**Activity:**
Look for "let base = 110.0 - dist;" in the records below, then copy that line and every line after it, exactly and with nothing added.

--

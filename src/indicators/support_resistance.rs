use serde::{Deserialize, Serialize};

pub const DEFAULT_LOOKBACK: usize = 5;

#[derive(Debug, Clone, Serialize, Deserialize)]
pub struct SupportResistance {
    pub supports: Vec<f64>,
    pub resistances: Vec<f64>,
    pub nearest_support: Option<f64>,
    pub nearest_resistance: Option<f64>,
}

impl SupportResistance {
    fn empty() -> Self {
        Self {
            supports: Vec::new(),
            resistances: Vec::new(),
            nearest_support: None,
            nearest_resistance: None,
        }
    }
}

/// Local-pivot support/resistance detection.
///
/// A bar is a pivot when it is the extreme of its +-lookback window. The
/// nearest levels are taken relative to the last close; the level lists keep
/// up to five distinct recent pivots.
pub fn detect_support_resistance(
    highs: &[f64],
    lows: &[f64],
    closes: &[f64],
    lookback: usize,
) -> SupportResistance {
    let n = highs.len().min(lows.len()).min(closes.len());
    if n < lookback * 2 + 1 {
        return SupportResistance::empty();
    }

    let mut supports = Vec::new();
    let mut resistances = Vec::new();

    for i in lookback..n - lookback {
        let low_window = &lows[i - lookback..=i + lookback];
        if lows[i] == low_window.iter().cloned().fold(f64::INFINITY, f64::min) {
            supports.push(lows[i]);
        }

        let high_window = &highs[i - lookback..=i + lookback];
        if highs[i]
            == high_window
                .iter()
                .cloned()
                .fold(f64::NEG_INFINITY, f64::max)
        {
            resistances.push(highs[i]);
        }
    }

    let current_price = closes[n - 1];

    let nearest_support = supports
        .iter()
        .copied()
        .filter(|s| *s < current_price)
        .fold(None, |acc: Option<f64>, s| Some(acc.map_or(s, |a| a.max(s))));
    let nearest_resistance = resistances
        .iter()
        .copied()
        .filter(|r| *r > current_price)
        .fold(None, |acc: Option<f64>, r| Some(acc.map_or(r, |a| a.min(r))));

    SupportResistance {
        supports: distinct_levels(&supports),
        resistances: distinct_levels(&resistances),
        nearest_support,
        nearest_resistance,
    }
}

/// Last 10 pivots, deduplicated, sorted ascending, capped at 5.
fn distinct_levels(levels: &[f64]) -> Vec<f64> {
    let tail_start = levels.len().saturating_sub(10);
    let mut out: Vec<f64> = levels[tail_start..]
        .iter()
        .map(|v| (v * 1e8).round() / 1e8)
        .collect();
    out.sort_by(|a, b| a.partial_cmp(b).expect("pivot levels are finite"));
    out.dedup();
    out.truncate(5);
    out
}

#[cfg(test)]
mod tests {
    use super::*;

    #[test]
    fn test_too_short_series() {
        let sr = detect_support_resistance(&[1.0; 5], &[1.0; 5], &[1.0; 5], DEFAULT_LOOKBACK);
        assert!(sr.supports.is_empty());
        assert!(sr.nearest_support.is_none());
    }

    #[test]
    fn test_v_shape_finds_support_below_price() {
        // Price dips to 90 in the middle and recovers to 100.
        let mut lows = Vec::new();
        let mut highs = Vec::new();
        let mut closes = Vec::new();
        for i in 0..21 {
            let dist = (i as f64 - 10.0).abs();
            let base = 90.0 + dist; // V with minimum 90 at i=10
            lows.push(base - 0.5);
            highs.push(base + 0.5);
            closes.push(base);
        }
        let sr = detect_support_resistance(&highs, &lows, &closes, DEFAULT_LOOKBACK);
        assert_eq!(sr.nearest_support, Some(89.5));
        assert!(sr.supports.contains(&89.5));
    }

    #[test]
    fn test_peak_becomes_resistance_above_price() {
        // Price spikes to 110 in the middle and falls back to 100.
        let mut lows = Vec::new();
        let mut highs = Vec::new();
        let mut closes = Vec::new();
        for i in 0..21 {
            let dist = (i as f64 - 10.0).abs();
            let base = 110.0 - dist;
            lows.push(base - 0.5);
            highs.push(base + 0.5);
            closes.push(base);
        }
        let sr = detect_support_resistance(&highs, &lows, &closes, DEFAULT_LOOKBACK);
        assert_eq!(sr.nearest_resistance, Some(110.5));
    }

    #[test]
    fn test_level_lists_are_bounded() {
        let mut highs = Vec::new();
        let mut lows = Vec::new();
        let mut closes = Vec::new();
        // Sawtooth with many pivots.
        for i in 0..120 {
            let phase = (i % 12) as f64;
            let base = 100.0 + if phase < 6.0 { phase } else { 12.0 - phase };
            highs.push(base + 0.25 + (i / 12) as f64 * 0.01);
            lows.push(base - 0.25 - (i / 12) as f64 * 0.01);
            closes.push(base);
        }
        let sr = detect_support_resistance(&highs, &lows, &closes, DEFAULT_LOOKBACK);
        assert!(sr.supports.len() <= 5);
        assert!(sr.resistances.len() <= 5);
    }
}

--

**Result for this exercise:**
            let base = 110.0 - dist;
            lows.push(base - 0.5);
            highs.push(base + 0.5);
            closes.push(base);
        }
        let sr = detect_support_resistance(&highs, &lows, &closes, DEFAULT_LOOKBACK);
        assert_eq!(sr.nearest_resistance, Some(110.5));
    }

    #[test]
    fn test_level_lists_are_bounded() {
        let mut highs = Vec::new();
        let mut lows = Vec::new();
        let mut closes = Vec::new();
        // Sawtooth with many pivots.
        for i in 0..120 {
            let phase = (i % 12) as f64;
            let base = 100.0 + if phase < 6.0 { phase } else { 12.0 - phase };
            highs.push(base + 0.25 + (i / 12) as f64 * 0.01);
            lows.push(base - 0.25 - (i / 12) as f64 * 0.01);
            closes.push(base);
        }
        let sr = detect_support_resistance(&highs, &lows, &closes, DEFAULT_LOOKBACK);
        assert!(sr.supports.len() <= 5);
        assert!(sr.resistances.len() <= 5);
    }
}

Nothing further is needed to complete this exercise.